Tibetan Scholar Creating Spiritual Mandala with Students – Noozhawk

Posted on March 10, 2017 | 9:00 a.m.

Santa Barbara Middle School continues to cultivate connection with Tibetan people and culture

Venerable Lama Losang Samten works on sand mandala with Santa Barbara Middle School students. (Santa Barbara Middle School)

Santa Barbara Middle School (SBMS) is hosting Venerable Lama Losang Samten who will be on campus through Friday, March 10, creating the Mandala of Compassion. Samten has also been visiting classrooms and teaching students about Tibetan art and culture.

In 2014, Samten visited SBMS to create the first mandala at the local middle school. Shortly after his visit Ngodup Tsering, the secretary of Education for Tibet in Exile visited the school as well. In continuation of these efforts, Samten has returned for his second visit to SBMS.

In honor of his visit, SBMS is raising $10,000 for a renewed effort to support Tibetan education, art and culture.

Over the past 40 years, SBMS has cultivated a deep connection with Tibetan culture and people, including students, educators, lamas, monks, nuns and others, including a lunch audience with His Holiness the 14th Dalai Lama.

In 1999, a Tibetan Art teacher traveled to SBMS and an SBMS teacher traveled to India to establish a digital connection between SBMS and the Tibetan Home Foundation School in Mussoorie, India.

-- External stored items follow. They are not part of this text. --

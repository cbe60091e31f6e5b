//! Producer Session Loop

use crate::dispatch::Dispatcher;
use metrics::counter;
use serde::{Deserialize, Serialize};
use std::time::Duration;
use storage::SinkReport;
use synthetic_source::SyntheticSource;
use telemetry_protocol::{DecoderStats, FrameDecoder, TransportError};
use tokio::io::{AsyncRead, AsyncReadExt};
use tokio::sync::watch;
use tokio::time::MissedTickBehavior;
use tracing::{debug, error, info, warn};

/// Session configuration
#[derive(Debug, Clone, Serialize, Deserialize)]
#[serde(default)]
pub struct SessionConfig {
    /// Bytes requested from the link per read
    pub read_buffer_size: usize,
    /// End the session after this many sink failures in a row
    pub max_consecutive_sink_failures: Option<u64>,
}

impl Default for SessionConfig {
    fn default() -> Self {
        Self {
            read_buffer_size: 4096,
            max_consecutive_sink_failures: None,
        }
    }
}

/// Why the producer loop ended
#[derive(Debug, Clone, PartialEq, Eq, Serialize)]
pub enum StopReason {
    /// Shutdown was requested
    Cancelled,
    /// The sink failure limit was reached
    SinkExhausted,
    /// The link failed or closed
    Transport(String),
}

/// Final session counters
#[derive(Debug, Clone, Serialize)]
pub struct SessionReport {
    pub reason: StopReason,
    pub frames_dispatched: u64,
    pub decode_errors: u64,
    pub decoder: DecoderStats,
    /// Undecoded bytes still buffered when the session stopped
    pub pending_bytes_discarded: usize,
    pub sink_refusals: u64,
    pub sink: Option<SinkReport>,
    /// Frames left in the history store for the final render
    pub history_len: usize,
}

/// One producer session: a decoder and a dispatcher driven until
/// shutdown, end of stream, or sink exhaustion.
pub struct Session {
    dispatcher: Dispatcher,
    decoder: FrameDecoder,
    config: SessionConfig,
    shutdown: watch::Receiver<bool>,
}

impl Session {
    /// Create a session. Setting the watched flag to `true`, or dropping
    /// its sender, stops the session at the next read or tick.
    pub fn new(
        dispatcher: Dispatcher,
        decoder: FrameDecoder,
        config: SessionConfig,
        shutdown: watch::Receiver<bool>,
    ) -> Self {
        Self {
            dispatcher,
            decoder,
            config,
            shutdown,
        }
    }

    /// Shutdown flag pair for [`Session::new`]
    pub fn shutdown_channel() -> (watch::Sender<bool>, watch::Receiver<bool>) {
        watch::channel(false)
    }

    pub fn dispatcher(&self) -> &Dispatcher {
        &self.dispatcher
    }

    /// Read from the link until cancelled. Transport failures and end of
    /// stream are returned to the caller, never retried here.
    pub async fn run_stream<R>(&mut self, mut reader: R) -> Result<StopReason, TransportError>
    where
        R: AsyncRead + Unpin,
    {
        info!("Reading telemetry stream");
        let mut buf = vec![0u8; self.config.read_buffer_size.max(1)];

        loop {
            let read = tokio::select! {
                biased;
                _ = self.shutdown.wait_for(|stop| *stop) => return Ok(StopReason::Cancelled),
                read = reader.read(&mut buf) => read,
            };

            let n = read?;
            if n == 0 {
                return Err(TransportError::Disconnected);
            }

            self.ingest_bytes(&buf[..n]);
            if self.sink_exhausted() {
                return Ok(StopReason::SinkExhausted);
            }
        }
    }

    /// Pace the synthetic source at its configured interval until
    /// cancelled. With `loopback` each frame is encoded to wire format
    /// and pushed through the decoder like bytes from the link.
    pub async fn run_synthetic(&mut self, source: &mut SyntheticSource, loopback: bool) -> StopReason {
        let period = Duration::from_millis(source.config().interval_ms.max(1));
        info!(
            "Generating synthetic telemetry every {:?}{}",
            period,
            if loopback { " (through decoder)" } else { "" }
        );

        let mut ticker = tokio::time::interval(period);
        ticker.set_missed_tick_behavior(MissedTickBehavior::Delay);

        loop {
            tokio::select! {
                biased;
                _ = self.shutdown.wait_for(|stop| *stop) => return StopReason::Cancelled,
                _ = ticker.tick() => {}
            }

            let frame = source.next_frame();
            if loopback {
                self.ingest_bytes(&frame.to_wire());
            } else {
                self.dispatcher.dispatch(frame);
            }

            if self.sink_exhausted() {
                return StopReason::SinkExhausted;
            }
        }
    }

    /// Stop the session: count undecoded bytes, drain and close the
    /// sink, and report. The history store stays readable through any
    /// other handle the caller holds.
    pub async fn finish(mut self, reason: StopReason) -> SessionReport {
        let pending = self.decoder.discard_pending();
        if pending > 0 {
            warn!("Discarding {} undecoded bytes at shutdown", pending);
            counter!("telemetry_pending_bytes_discarded_total").increment(pending as u64);
        }

        let stats = self.dispatcher.stats();
        let history_len = self.dispatcher.history().len();
        let sink = self.dispatcher.close().await;

        let report = SessionReport {
            reason,
            frames_dispatched: stats.dispatched(),
            decode_errors: stats.decode_errors(),
            decoder: self.decoder.stats(),
            pending_bytes_discarded: pending,
            sink_refusals: stats.sink_refusals(),
            sink,
            history_len,
        };

        info!(
            "Session stopped ({:?}): {} frames, {} decode errors, {} sink refusals",
            report.reason, report.frames_dispatched, report.decode_errors, report.sink_refusals
        );
        report
    }

    fn ingest_bytes(&mut self, bytes: &[u8]) {
        for outcome in self.decoder.feed(bytes) {
            match outcome {
                Ok(frame) => self.dispatcher.dispatch(frame),
                Err(e) => {
                    self.dispatcher.stats().record_decode_error();
                    counter!("telemetry_decode_errors_total", "kind" => e.kind()).increment(1);
                }
            }
        }
    }

    fn sink_exhausted(&self) -> bool {
        let (Some(limit), Some(stats)) = (
            self.config.max_consecutive_sink_failures,
            self.dispatcher.sink_stats(),
        ) else {
            return false;
        };

        let failures = stats.consecutive_failures();
        if failures >= limit {
            error!(
                "Sink failed {} times in a row (limit {}), ending session",
                failures, limit
            );
            return true;
        }
        if failures > 0 {
            debug!("Sink consecutive failures: {}", failures);
        }
        false
    }
}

Samten has been sharing teachings of loving-kindness, joy and compassion, as well as the path to enlightenment for almost 30 years.

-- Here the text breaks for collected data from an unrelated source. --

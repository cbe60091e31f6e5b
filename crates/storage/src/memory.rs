//! In-Memory Sink

use crate::{FrameSink, SinkError};
use std::collections::VecDeque;
use std::sync::{Arc, Mutex, MutexGuard, PoisonError};
use telemetry_protocol::Frame;

struct MemoryLog {
    frames: VecDeque<Frame>,
    max_records: usize,
    available: bool,
    flushes: u64,
}

/// Sink keeping frames in memory with a retention limit.
///
/// Clones share the same log, so a test can keep one handle while the
/// writer owns another. Marking the sink unavailable makes every write
/// fail with [`SinkError::Unavailable`].
#[derive(Clone)]
pub struct MemorySink {
    log: Arc<Mutex<MemoryLog>>,
}

impl MemorySink {
    /// Create a sink retaining at most `max_records` frames
    pub fn new(max_records: usize) -> Self {
        Self {
            log: Arc::new(Mutex::new(MemoryLog {
                frames: VecDeque::with_capacity(max_records.min(10_000)),
                max_records,
                available: true,
                flushes: 0,
            })),
        }
    }

    /// Toggle whether writes succeed
    pub fn set_available(&self, available: bool) {
        self.lock().available = available;
    }

    /// Copy of the retained frames, oldest first
    pub fn frames(&self) -> Vec<Frame> {
        self.lock().frames.iter().cloned().collect()
    }

    /// Number of retained frames
    pub fn len(&self) -> usize {
        self.lock().frames.len()
    }

    pub fn is_empty(&self) -> bool {
        self.len() == 0
    }

    /// Number of flushes requested
    pub fn flushes(&self) -> u64 {
        self.lock().flushes
    }

    fn lock(&self) -> MutexGuard<'_, MemoryLog> {
        self.log.lock().unwrap_or_else(PoisonError::into_inner)
    }
}

impl Default for MemorySink {
    fn default() -> Self {
        Self::new(100_000)
    }
}

impl FrameSink for MemorySink {
    fn write(&mut self, frame: &Frame) -> Result<(), SinkError> {
        let mut log = self.lock();
        if !log.available {
            return Err(SinkError::Unavailable("memory sink marked unavailable".into()));
        }

        // Enforce retention
        while log.frames.len() >= log.max_records.max(1) {
            log.frames.pop_front();
        }
        log.frames.push_back(frame.clone());
        Ok(())
    }

    fn flush(&mut self) -> Result<(), SinkError> {
        let mut log = self.lock();
        if !log.available {
            return Err(SinkError::Unavailable("memory sink marked unavailable".into()));
        }
        log.flushes += 1;
        Ok(())
    }

    fn describe(&self) -> String {
        "memory".to_string()
    }
}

He lived and studied over 20 years in the Namgyal Monastery (the monastery of His Holiness the Dalai Lama) earning the highest degree attainable at the monastery, equivalent to a doctoral degree in the West.

He also became a master of ritual dance and sand mandalas, and was the personal attendant to the Dalai Lama prior to moving to the U.S. in 1988.

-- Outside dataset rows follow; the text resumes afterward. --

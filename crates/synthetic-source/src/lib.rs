//! Synthetic Telemetry Source
//!
//! Generates frames with the same shape as the engine controller's
//! output so the rest of the pipeline can run without hardware. The
//! sequence is fully determined by the configured seed.

mod drive;
mod source;

pub use drive::{DriverPhase, Gear, GearBox};
pub use source::{SyntheticConfig, SyntheticSource};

Samten is one of the mandala masters who created the first public sand mandala in the West in 1988. He is the spiritual director of several Buddhist Centers in North America, with a home base currently in Philadelphia, known as the city of brotherly love.

Samten has led an illustrious career creating sacred sand mandalas that follow the ancient Buddhist tradition. These have been created in museums, universities, schools, community centers, and galleries throughout the U.S., Canada, Mexico and Europe.

He has received the National Heritage Fellowship from the National Endowment for the Arts, a PEW Fellowship, and two honorary doctoral degrees from Trinity College in Hartford, Ct., and the Maine College of Art.

He played the role of the attendant to the young Dalai Lama in Martin Scorsese's film Kundun, where he also served as the religious technical advisor and sand mandala supervisor. He has written two books, one in Tibetan on the history of the Monastery of His Holiness the Dalai Lama and one in English, Ancient Teachings in Modern Times: Buddhism in the 21st Century.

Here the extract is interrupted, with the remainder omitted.